Depuis fin septembre patronat et syndicats négocient une refonte des règles du marché du travail.  Cela concerne le contrat de travail,  sa rupture,  (le licenciement),  l’assurancechômage et le service public de l’emploi, la formation.
Ce
s négociations se déroulent  dans une relative  discrétion tant du point de vue national qu’européen en liaison avec le traité modificatif, d’une part, et d’autre part, la flexisécurité, priorité de la prochaine présidence de l’Union européenne.
Cependant, avec la montée des luttes contestant les réformes présidentielles  elles pourraient passer désormais  sous la pression aussi du mouvement  social en écho tant aux enjeux nationaux qu’européens.

N. Sarkozy, après avoir clamé sa préférence pour un «contrat de travail unique» pendant sa campagne présidentielle  a, depuis, mis la pédale douce sur ce projet.

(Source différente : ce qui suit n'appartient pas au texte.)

/// Range filter on a dimension. Either side may be open.
#[derive(Debug, Clone, PartialEq, Serialize)]
#[serde(tag = "type", rename = "bound", rename_all = "camelCase")]
#[must_use = "builders have no effect until used"]
pub struct BoundFilter {
    pub dimension: String,
    #[serde(skip_serializing_if = "Option::is_none")]
    pub lower: Option<String>,
    #[serde(skip_serializing_if = "Option::is_none")]
    pub upper: Option<String>,
    #[serde(skip_serializing_if = "Option::is_none")]
    pub lower_strict: Option<bool>,
    #[serde(skip_serializing_if = "Option::is_none")]
    pub upper_strict: Option<bool>,
    pub ordering: SortingOrder,
    #[serde(skip_serializing_if = "Option::is_none")]
    pub extraction_fn: Option<ExtractionFunction>,
}

/// Numeric values compare numerically unless told otherwise.
fn default_ordering(value: &str) -> SortingOrder {
    if value.trim().parse::<f64>().is_ok() {
        SortingOrder::Numeric
    } else {
        SortingOrder::Lexicographic
    }
}

impl BoundFilter {
    /// One-sided bound: `dimension <operator> value`.
    pub fn new(dimension: impl Into<String>, operator: BoundOperator, value: impl Into<String>) -> Self {
        let value = value.into();
        let ordering = default_ordering(&value);
        let mut filter = Self {
            dimension: dimension.into(),
            lower: None,
            upper: None,
            lower_strict: None,
            upper_strict: None,
            ordering,
            extraction_fn: None,
        };
        if operator.is_lower() {
            filter.lower = Some(value);
            filter.lower_strict = Some(operator.is_strict());
        } else {
            filter.upper = Some(value);
            filter.upper_strict = Some(operator.is_strict());
        }
        filter
    }

    /// Inclusive range `min <= dimension <= max`.
    pub fn between(dimension: impl Into<String>, min: impl Into<String>, max: impl Into<String>) -> Self {
        let min = min.into();
        let max = max.into();
        let ordering = if default_ordering(&min) == SortingOrder::Numeric
            && default_ordering(&max) == SortingOrder::Numeric
        {
            SortingOrder::Numeric
        } else {
            SortingOrder::Lexicographic
        };
        Self {
            dimension: dimension.into(),
            lower: Some(min),
            upper: Some(max),
            lower_strict: Some(false),
            upper_strict: Some(false),
            ordering,
            extraction_fn: None,
        }
    }

    pub fn with_ordering(mut self, ordering: SortingOrder) -> Self {
        self.ordering = ordering;
        self
    }

    pub fn with_extraction(mut self, extraction_fn: impl Into<ExtractionFunction>) -> Self {
        self.extraction_fn = Some(extraction_fn.into());
        self
    }
}

#[derive(Debug, Clone, PartialEq, Serialize)]
#[serde(tag = "type", rename = "interval", rename_all = "camelCase")]
pub struct IntervalFilter {
    pub dimension: String,
    pub intervals: Vec<Interval>,
    #[serde(skip_serializing_if = "Option::is_none")]
    pub extraction_fn: Option<ExtractionFunction>,
}

/// SQL LIKE matching; `%` and `_` are wildcards.
#[derive(Debug, Clone, PartialEq, Serialize)]
#[serde(tag = "type", rename = "like", rename_all = "camelCase")]
pub struct LikeFilter {
    pub dimension: String,
    pub pattern: String,
    pub escape: String,
    #[serde(skip_serializing_if = "Option::is_none")]
    pub extraction_fn: Option<ExtractionFunction>,
}

#[derive(Debug, Clone, PartialEq, Serialize)]
#[serde(tag = "type", rename = "regex", rename_all = "camelCase")]
pub struct RegexFilter {
    pub dimension: String,
    pub pattern: String,
    #[serde(skip_serializing_if = "Option::is_none")]
    pub extraction_fn: Option<ExtractionFunction>,
}

#[derive(Debug, Clone, PartialEq, Serialize)]
#[serde(tag = "type", rename = "search", rename_all = "camelCase")]
pub struct SearchFilter {
    pub dimension: String,
    pub query: SearchQuerySpec,
    #[serde(skip_serializing_if = "Option::is_none")]
    pub extraction_fn: Option<ExtractionFunction>,
}

/// Matches rows where all listed dimensions hold the same value.
#[derive(Debug, Clone, PartialEq, Serialize)]
#[serde(tag = "type", rename = "columnComparison")]
pub struct ColumnComparisonFilter {
    pub dimensions: Vec<DimensionSpec>,
}

#[derive(Debug, Clone, PartialEq, Serialize)]
#[serde(tag = "type", rename = "javascript", rename_all = "camelCase")]
pub struct JavascriptFilter {
    pub dimension: String,
    pub function: String,
    #[serde(skip_serializing_if = "Option::is_none")]
    pub extraction_fn: Option<ExtractionFunction>,
}

#[derive(Debug, Clone, PartialEq, Serialize)]
#[serde(tag = "type", rename = "expression")]
pub struct ExpressionFilter {
    pub expression: String,
}

// =============================================================================
// Typed column filters
// =============================================================================

#[derive(Debug, Clone, PartialEq, Serialize)]
#[serde(tag = "type", rename = "null")]
pub struct NullFilter {
    pub column: String,
}

/// Matches a column against a typed value.
#[derive(Debug, Clone, PartialEq, Serialize)]
#[serde(tag = "type", rename = "equality", rename_all = "camelCase")]
pub struct EqualityFilter {
    pub column: String,
    pub match_value_type: DataType,
    pub match_value: Value,
}

/// Typed range; bounds are inclusive unless marked open.
#[derive(Debug, Clone, PartialEq, Serialize)]
#[serde(tag = "type", rename = "range", rename_all = "camelCase")]
pub struct RangeFilter {
    pub column: String,
    pub match_value_type: DataType,
    #[serde(skip_serializing_if = "Option::is_none")]
    pub lower: Option<Value>,
    #[serde(skip_serializing_if = "Option::is_none")]
    pub upper: Option<Value>,
    #[serde(skip_serializing_if = "Option::is_none")]
    pub lower_open: Option<bool>,
    #[serde(skip_serializing_if = "Option::is_none")]
    pub upper_open: Option<bool>,
}

// =============================================================================
// Spatial filters
// =============================================================================

/// Shape a spatial filter matches against.
#[derive(Debug, Clone, PartialEq, Serialize)]
#[serde(tag = "type", rename_all = "camelCase")]
pub enum SpatialBound {
    #[serde(rename_all = "camelCase")]
    Rectangular {
        min_coords: Vec<f64>,
        max_coords: Vec<f64>,
    },
    Radius { coords: Vec<f64>, radius: f64 },
    Polygon {
        abscissa: Vec<f64>,
        ordinate: Vec<f64>,
    },
}

#[derive(Debug, Clone, PartialEq, Serialize)]
#[serde(tag = "type", rename = "spatial")]
pub struct SpatialFilter {
    pub dimension: String,
    pub bound: SpatialBound,
}

// =============================================================================
// Logical filters
// =============================================================================

#[derive(Debug, Clone, PartialEq, Serialize)]
#[serde(tag = "type", rename = "and")]
pub struct AndFilter {
    pub fields: Vec<Filter>,
}

#[derive(Debug, Clone, PartialEq, Serialize)]
#[serde(tag = "type", rename = "or")]
pub struct OrFilter {
    pub fields: Vec<Filter>,
}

Il s’est cependant clairement déclaré au côté du patronat en appuyant sans réserve la proposition du MEDEF dite de « séparation à l’amiable ».

Surtout, il a d’emblée fait savoir que si les négociations engagées sur la « modernisation du marché du travail » ne débouchaient pas sur un accord d’ici à fin décembre, il ferait légiférer.
C’est un délai extrêmement court pour cette négociation qui est la première à être soumise aux nouvelles règles dites du « dialogue social » selon lesquelles les dits « partenaires sociaux » ont une priorité sur le gouvernement pour trouver un accord, à défaut duquel celui-ci est habilité à légiférer.

Cependant, si cette négociation s’est déroulée jusqu’à présent de façon relativement discrète, elle pourrait passer désormais sous la pression du mouvement social, en liaison tant avec les enjeux nationaux qu’européens.
Ce mouvement, certes, est parti en opposition à la tentative de N. Sarkozy de casser les régimes spéciaux de retraite dans le but d’imposer à tous les salariés un allongement sensible de la durée des cotisations sociales .
Le fait que la grève du 18 octobre ait été si importante constitue une nouvelle extrêmement positive et de grande portée possible.

Mais nous devons être attentifs aux facteurs de fragilité et de divisions du mouvement.

L’une des raisons essentielles tient au fait qu’il ne porte pas de contre-propositions  précises suffisamment cohérentes pour faire le poids. Surtout, les propositions  avancées, à propos des régimes spéciaux de retraite, comme contre les franchises médicales, ne sont pas assorties d’éléments suffisamment précis sur les moyens financiers et les pouvoirs, et semblent quelque peu coupées de ce qui se joue dans les négociations sur le marché du travail, comme de ce qui se joue à l’échelle européenne.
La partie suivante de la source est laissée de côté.